I vaccini a mRNA sono prodotti a partire dal DNA.

 

«Inizialmente, Pfizer aveva riferito che avrebbe utilizzato una macchina PCR per produrre il DNA per i vaccini a mRNA. La macchina PCR prima farebbe molte copie del DNA, e poi lo stesso DNA verrebbe sequenziato in RNA» scrive Epoch Times. «Tuttavia, poiché questo processo non sarebbe stato abbastanza veloce per soddisfare le richieste, Pfizer ha annunciato che avrebbe invece utilizzato i batteri per produrre in serie il DNA spike. Il DNA prodotto dai batteri verrebbe quindi raccolto e sequenziato in RNA in una macchina».

 

Il rapporto sulla produzione di Moderna presentato all’Agenzia Europea per i Medicinali (EMA) avrebbe inoltre «dimostrato che l’azienda ha utilizzato DNA plasmidico per produrre i vaccini. Un plasmide è un filamento di DNA circolare comune ai batteri e ad alcuni parassiti. I plasmidi sono circolari, mentre il DNA umano è lineare. L’utilizzo di batteri per produrre geni e proteine ​​è un processo biotecnologico standard impiegato nella produzione di prodotti farmaceutici» continua la testata americana.

 

Per fare in modo che i batteri replichino il DNA della proteina Spike, gli scienziati devono prima introdurre il DNA della proteina spike nei batteri. Man mano che i batteri si moltiplicano, lo stesso fa il DNA proteico che trasportano. Tuttavia, il DNA spike non può essere introdotto da solo; altre sequenze, come l’ori, che segnala la replicazione del DNA; il gene potenziatore SV40, che incoraggia una maggiore replicazione del DNA; e un gene per la resistenza agli antibiotici, che aiuta gli scienziati a identificare i batteri che hanno assorbito il gene, verrebbero tutti introdotti insieme in un DNA batterico circolare.

 

Va notato che il gene potenziatore SV40 è una sequenza genetica del poliomavirus della scimmia 40 (SV40), un virus a DNA noto per causare il cancro. Va notato che il gene non è il virus SV40 stesso.

 

Come riportato da Renovatio 21, la vaccinazione antipolio, a causa di cellule di reni di scimmia macaco rhesus contenuti nel preparato, trasmise il virus delle scimmie SV40 possibilmente a miliardi di persone. SV40 è un virus acquiescente nei primati, ma che nell’uomo invece si attiva. Alcuni scienziati ritengono che l’SV40 sia cancerogeno possa essere correlato con l’aumento del cancro nella seconda metà del Novecento.

 

Una volta che l’mRNA e il DNA sono stati raccolti dai batteri, il DNA dovrebbe essere rimosso.
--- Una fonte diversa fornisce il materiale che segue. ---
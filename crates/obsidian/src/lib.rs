pub mod vault;

pub use vault::{build_legislator_index, write_vote_note, VaultPaths};
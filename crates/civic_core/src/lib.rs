pub mod api;
pub mod changes;
pub mod config;
pub mod db;
pub mod error;
pub mod rate_gate;
pub mod roster;
pub mod schema;
pub mod session;
pub mod sync;

pub use api::{GatedApi, LegiScanClient, LegislativeApi};
pub use config::SyncConfig;
pub use db::{CacheStore, MemoryCache, SqliteCache};
pub use error::{ApiError, ApiResult};
pub use rate_gate::{Clock, ManualClock, RateGate, TokioClock};
pub use sync::{SyncReport, VoteSynchronizer};
use async_trait::async_trait;
use std::sync::Arc;
use std::time::Duration;
use time::OffsetDateTime;
use tokio::sync::Mutex;
use tokio::time::Instant;

pub const DEFAULT_MIN_INTERVAL: Duration = Duration::from_millis(1100);

#[async_trait]
pub trait Clock: Send + Sync {
    /// Monotonic time, used for call spacing.
    fn now(&self) -> Instant;

    /// Wall-clock time, used for cache freshness.
    fn utc_now(&self) -> OffsetDateTime;

    async fn sleep(&self, duration: Duration);
}

#[derive(Debug, Default, Clone, Copy)]
pub struct TokioClock;

#[async_trait]
impl Clock for TokioClock {
    fn now(&self) -> Instant {
        Instant::now()
    }

    fn utc_now(&self) -> OffsetDateTime {
        OffsetDateTime::now_utc()
    }

    async fn sleep(&self, duration: Duration) {
        tokio::time::sleep(duration).await;
    }
}

/// Clock that only moves when told to. `sleep` returns immediately after
/// advancing time and records the requested wait.
pub struct ManualClock {
    start: Instant,
    offset: parking_lot::Mutex<Duration>,
    wall_start: OffsetDateTime,
    sleeps: parking_lot::Mutex<Vec<Duration>>,
}

impl ManualClock {
    pub fn new(wall_start: OffsetDateTime) -> Self {
        Self {
            start: Instant::now(),
            offset: parking_lot::Mutex::new(Duration::ZERO),
            wall_start,
            sleeps: parking_lot::Mutex::new(Vec::new()),
        }
    }

    pub fn advance(&self, by: Duration) {
        *self.offset.lock() += by;
    }

    pub fn sleeps(&self) -> Vec<Duration> {
        self.sleeps.lock().clone()
    }
}

#[async_trait]
impl Clock for ManualClock {
    fn now(&self) -> Instant {
        self.start + *self.offset.lock()
    }

    fn utc_now(&self) -> OffsetDateTime {
        self.wall_start + *self.offset.lock()
    }

    async fn sleep(&self, duration: Duration) {
        self.sleeps.lock().push(duration);
        self.advance(duration);
    }
}

pub struct RateGate {
    min_interval: Duration,
    clock: Arc<dyn Clock>,
    last_call: Mutex<Option<Instant>>,
}

impl RateGate {
    pub fn new(min_interval: Duration, clock: Arc<dyn Clock>) -> Self {
        Self {
            min_interval,
            clock,
            last_call: Mutex::new(None),
        }
    }

    pub fn with_interval(min_interval: Duration) -> Self {
        Self::new(min_interval, Arc::new(TokioClock))
    }

    pub fn min_interval(&self) -> Duration {
        self.min_interval
    }

    /// Waits until `min_interval` has passed since the previous acquire
    /// started. The lock is held across the wait so callers queue in order.
    pub async fn acquire(&self) {
        let mut last_call = self.last_call.lock().await;
        if let Some(last) = *last_call {
            let elapsed = self.clock.now().saturating_duration_since(last);
            if elapsed < self.min_interval {
                let wait = self.min_interval - elapsed;
                tracing::trace!(wait_ms = wait.as_millis() as u64, "rate gate waiting");
                self.clock.sleep(wait).await;
            }
        }
        *last_call = Some(self.clock.now());
    }
}

impl Default for RateGate {
    fn default() -> Self {
        Self::with_interval(DEFAULT_MIN_INTERVAL)
    }
}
Tuttavia, «non è stato eliminato in modo efficiente, come suggeriscono i miliardi di copie di DNA di spike, ori e potenziatore di SV40 rilevati nelle fiale Pfizer» scrive ET. «Nelle fiale Moderna sono stati trovati anche diversi milioni di copie di DNA ori e di spike, ma il gene potenziatore SV40 non è stato rilevato».

 

Il DNA estraneo introdotto nella cellula insieme all’mRNA rischia di essere confuso con DNA umano. Se lo è, può essere integrato nel progetto della cellula. La presenza di geni potenziatori dell’SV40 aumenta il rischio di integrazione del DNA, ha affermato l’autore principale della ricerca, citando uno studio pubblicato nel 1999 che ha riscontrato il massimo trasporto del DNA utilizzando il potenziatore SV40. Il periodo di punta per le pubblicazioni SV40, in termini di tasso complessivo di pubblicazione, va dagli anni Ottanta al 1999.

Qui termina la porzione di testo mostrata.